Task statement:
All records below must be retyped exactly.

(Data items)

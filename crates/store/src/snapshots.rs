//! Typed snapshot persistence and the restore policy.

use fieldwork_core::snapshot::snapshot_key;
use fieldwork_core::types::EpochMillis;
use fieldwork_core::{SessionSnapshot, SnapshotScope};

use crate::backend::ScopedStore;
use crate::error::StoreError;

/// What a starting session should do with the stored snapshot.
#[derive(Debug)]
pub enum RestoreDecision {
    /// No usable snapshot; start fresh.
    Fresh,
    /// A live snapshot exists; resume from it.
    Resume(SessionSnapshot),
    /// The stored snapshot was already submitted; show the completion
    /// screen without contacting the backend.
    AlreadySubmitted(SessionSnapshot),
}

/// Typed persistence of [`SessionSnapshot`] values over a [`ScopedStore`].
pub struct SnapshotRepo;

impl SnapshotRepo {
    /// Persist `snapshot` under the questionnaire's snapshot key.
    ///
    /// The write is synchronous; the commit that produced the snapshot
    /// treats a failure as fatal.
    pub fn save(
        store: &dyn ScopedStore,
        scope: SnapshotScope,
        questionnaire_id: &str,
        snapshot: &SessionSnapshot,
    ) -> Result<(), StoreError> {
        let json = serde_json::to_string(snapshot)?;
        store.write(scope, &snapshot_key(questionnaire_id), &json)
    }

    /// Load and deserialize the stored snapshot, if any.
    ///
    /// A snapshot that no longer parses is removed and reported as absent
    /// instead of surfacing a deserialization error.
    pub fn load(
        store: &dyn ScopedStore,
        scope: SnapshotScope,
        questionnaire_id: &str,
    ) -> Result<Option<SessionSnapshot>, StoreError> {
        let key = snapshot_key(questionnaire_id);
        let Some(raw) = store.read(scope, &key)? else {
            return Ok(None);
        };
        match serde_json::from_str(&raw) {
            Ok(snapshot) => Ok(Some(snapshot)),
            Err(e) => {
                tracing::warn!(
                    questionnaire_id,
                    error = %e,
                    "Discarding unreadable session snapshot",
                );
                store.remove(scope, &key)?;
                Ok(None)
            }
        }
    }

    /// Remove the stored snapshot, if any.
    pub fn clear(
        store: &dyn ScopedStore,
        scope: SnapshotScope,
        questionnaire_id: &str,
    ) -> Result<(), StoreError> {
        store.remove(scope, &snapshot_key(questionnaire_id))
    }

    /// Decide how a starting session treats the stored snapshot.
    ///
    /// Snapshots past their TTL are removed and reported as
    /// [`RestoreDecision::Fresh`]. Submitted snapshots short-circuit to
    /// the completion screen.
    pub fn restore_decision(
        store: &dyn ScopedStore,
        scope: SnapshotScope,
        questionnaire_id: &str,
        now_ms: EpochMillis,
    ) -> Result<RestoreDecision, StoreError> {
        let Some(snapshot) = Self::load(store, scope, questionnaire_id)? else {
            return Ok(RestoreDecision::Fresh);
        };

        if snapshot.is_stale(now_ms) {
            tracing::info!(
                questionnaire_id,
                age_ms = snapshot.age_ms(now_ms),
                "Discarding stale session snapshot",
            );
            Self::clear(store, scope, questionnaire_id)?;
            return Ok(RestoreDecision::Fresh);
        }

        if snapshot.submitted {
            return Ok(RestoreDecision::AlreadySubmitted(snapshot));
        }

        Ok(RestoreDecision::Resume(snapshot))
    }
}

// ---------------------------------------------------------------------------
// Tests
// ---------------------------------------------------------------------------
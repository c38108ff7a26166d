//! Deadline arithmetic for the session time limit.
//!
//! The session start is recovered from the persisted snapshot on
//! reload, so the clock never resets: a session reloaded after its
//! limit has already elapsed must expire immediately, not after another
//! tick. The ticking task itself lives in the session crate; everything
//! here is plain arithmetic.

use crate::types::EpochMillis;

/// What the controller should do at a given instant.
#[derive(Debug, Clone, Copy, PartialEq, Eq)]
pub enum DeadlineDecision {
    Continue { remaining_secs: u64 },
    /// Trigger the forced submit, bypassing completeness validation.
    Expire,
}

/// Whole seconds left on the clock, zero once the limit has elapsed.
/// A start timestamp in the future (clock skew) counts as no time
/// elapsed.
pub fn remaining_secs(limit_secs: u64, started_at_ms: EpochMillis, now_ms: EpochMillis) -> u64 {
    let elapsed_secs = ((now_ms - started_at_ms).max(0) / 1000) as u64;
    limit_secs.saturating_sub(elapsed_secs)
}

/// Evaluate the deadline at `now_ms`.
pub fn check(limit_secs: u64, started_at_ms: EpochMillis, now_ms: EpochMillis) -> DeadlineDecision {
    match remaining_secs(limit_secs, started_at_ms, now_ms) {
        0 => DeadlineDecision::Expire,
        remaining_secs => DeadlineDecision::Continue { remaining_secs },
    }
}

/// Countdown display, `mm:ss` (hours roll into minutes).
pub fn format_clock(secs: u64) -> String {
    format!("{:02}:{:02}", secs / 60, secs % 60)
}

Completed exercise:
filename crates/store/src/snapshots.rs
//! Typed snapshot persistence and the restore policy.

use fieldwork_core::snapshot::snapshot_key;
use fieldwork_core::types::EpochMillis;
use fieldwork_core::{SessionSnapshot, SnapshotScope};

use crate::backend::ScopedStore;
use crate::error::StoreError;

/// What a starting session should do with the stored snapshot.
#[derive(Debug)]
pub enum RestoreDecision {
    /// No usable snapshot; start fresh.
    Fresh,
    /// A live snapshot exists; resume from it.
    Resume(SessionSnapshot),
    /// The stored snapshot was already submitted; show the completion
    /// screen without contacting the backend.
    AlreadySubmitted(SessionSnapshot),
}

/// Typed persistence of [`SessionSnapshot`] values over a [`ScopedStore`].
pub struct SnapshotRepo;

impl SnapshotRepo {
    /// Persist `snapshot` under the questionnaire's snapshot key.
    ///
    /// The write is synchronous; the commit that produced the snapshot
    /// treats a failure as fatal.
    pub fn save(
        store: &dyn ScopedStore,
        scope: SnapshotScope,
        questionnaire_id: &str,
        snapshot: &SessionSnapshot,
    ) -> Result<(), StoreError> {
        let json = serde_json::to_string(snapshot)?;
        store.write(scope, &snapshot_key(questionnaire_id), &json)
    }

    /// Load and deserialize the stored snapshot, if any.
    ///
    /// A snapshot that no longer parses is removed and reported as absent
    /// instead of surfacing a deserialization error.
    pub fn load(
        store: &dyn ScopedStore,
        scope: SnapshotScope,
        questionnaire_id: &str,
    ) -> Result<Option<SessionSnapshot>, StoreError> {
        let key = snapshot_key(questionnaire_id);
        let Some(raw) = store.read(scope, &key)? else {
            return Ok(None);
        };
        match serde_json::from_str(&raw) {
            Ok(snapshot) => Ok(Some(snapshot)),
            Err(e) => {
                tracing::warn!(
                    questionnaire_id,
                    error = %e,
                    "Discarding unreadable session snapshot",
                );
                store.remove(scope, &key)?;
                Ok(None)
            }
        }
    }

    /// Remove the stored snapshot, if any.
    pub fn clear(
        store: &dyn ScopedStore,
        scope: SnapshotScope,
        questionnaire_id: &str,
    ) -> Result<(), StoreError> {
        store.remove(scope, &snapshot_key(questionnaire_id))
    }

    /// Decide how a starting session treats the stored snapshot.
    ///
    /// Snapshots past their TTL are removed and reported as
    /// [`RestoreDecision::Fresh`]. Submitted snapshots short-circuit to
    /// the completion screen.
    pub fn restore_decision(
        store: &dyn ScopedStore,
        scope: SnapshotScope,
        questionnaire_id: &str,
        now_ms: EpochMillis,
    ) -> Result<RestoreDecision, StoreError> {
        let Some(snapshot) = Self::load(store, scope, questionnaire_id)? else {
            return Ok(RestoreDecision::Fresh);
        };

        if snapshot.is_stale(now_ms) {
            tracing::info!(
                questionnaire_id,
                age_ms = snapshot.age_ms(now_ms),
                "Discarding stale session snapshot",
            );
            Self::clear(store, scope, questionnaire_id)?;
            return Ok(RestoreDecision::Fresh);
        }

        if snapshot.submitted {
            return Ok(RestoreDecision::AlreadySubmitted(snapshot));
        }

        Ok(RestoreDecision::Resume(snapshot))
    }
}

// ---------------------------------------------------------------------------
// Tests
// ---------------------------------------------------------------------------
repository c38108ff7a26166d
//! Deadline arithmetic for the session time limit.
//!
//! The session start is recovered from the persisted snapshot on
//! reload, so the clock never resets: a session reloaded after its
//! limit has already elapsed must expire immediately, not after another
//! tick. The ticking task itself lives in the session crate; everything
//! here is plain arithmetic.

use crate::types::EpochMillis;

/// What the controller should do at a given instant.
#[derive(Debug, Clone, Copy, PartialEq, Eq)]
pub enum DeadlineDecision {
    Continue { remaining_secs: u64 },
    /// Trigger the forced submit, bypassing completeness validation.
    Expire,
}

/// Whole seconds left on the clock, zero once the limit has elapsed.
/// A start timestamp in the future (clock skew) counts as no time
/// elapsed.
pub fn remaining_secs(limit_secs: u64, started_at_ms: EpochMillis, now_ms: EpochMillis) -> u64 {
    let elapsed_secs = ((now_ms - started_at_ms).max(0) / 1000) as u64;
    limit_secs.saturating_sub(elapsed_secs)
}

/// Evaluate the deadline at `now_ms`.
pub fn check(limit_secs: u64, started_at_ms: EpochMillis, now_ms: EpochMillis) -> DeadlineDecision {
    match remaining_secs(limit_secs, started_at_ms, now_ms) {
        0 => DeadlineDecision::Expire,
        remaining_secs => DeadlineDecision::Continue { remaining_secs },
    }
}

/// Countdown display, `mm:ss` (hours roll into minutes).
pub fn format_clock(secs: u64) -> String {
    format!("{:02}:{:02}", secs / 60, secs % 60)
}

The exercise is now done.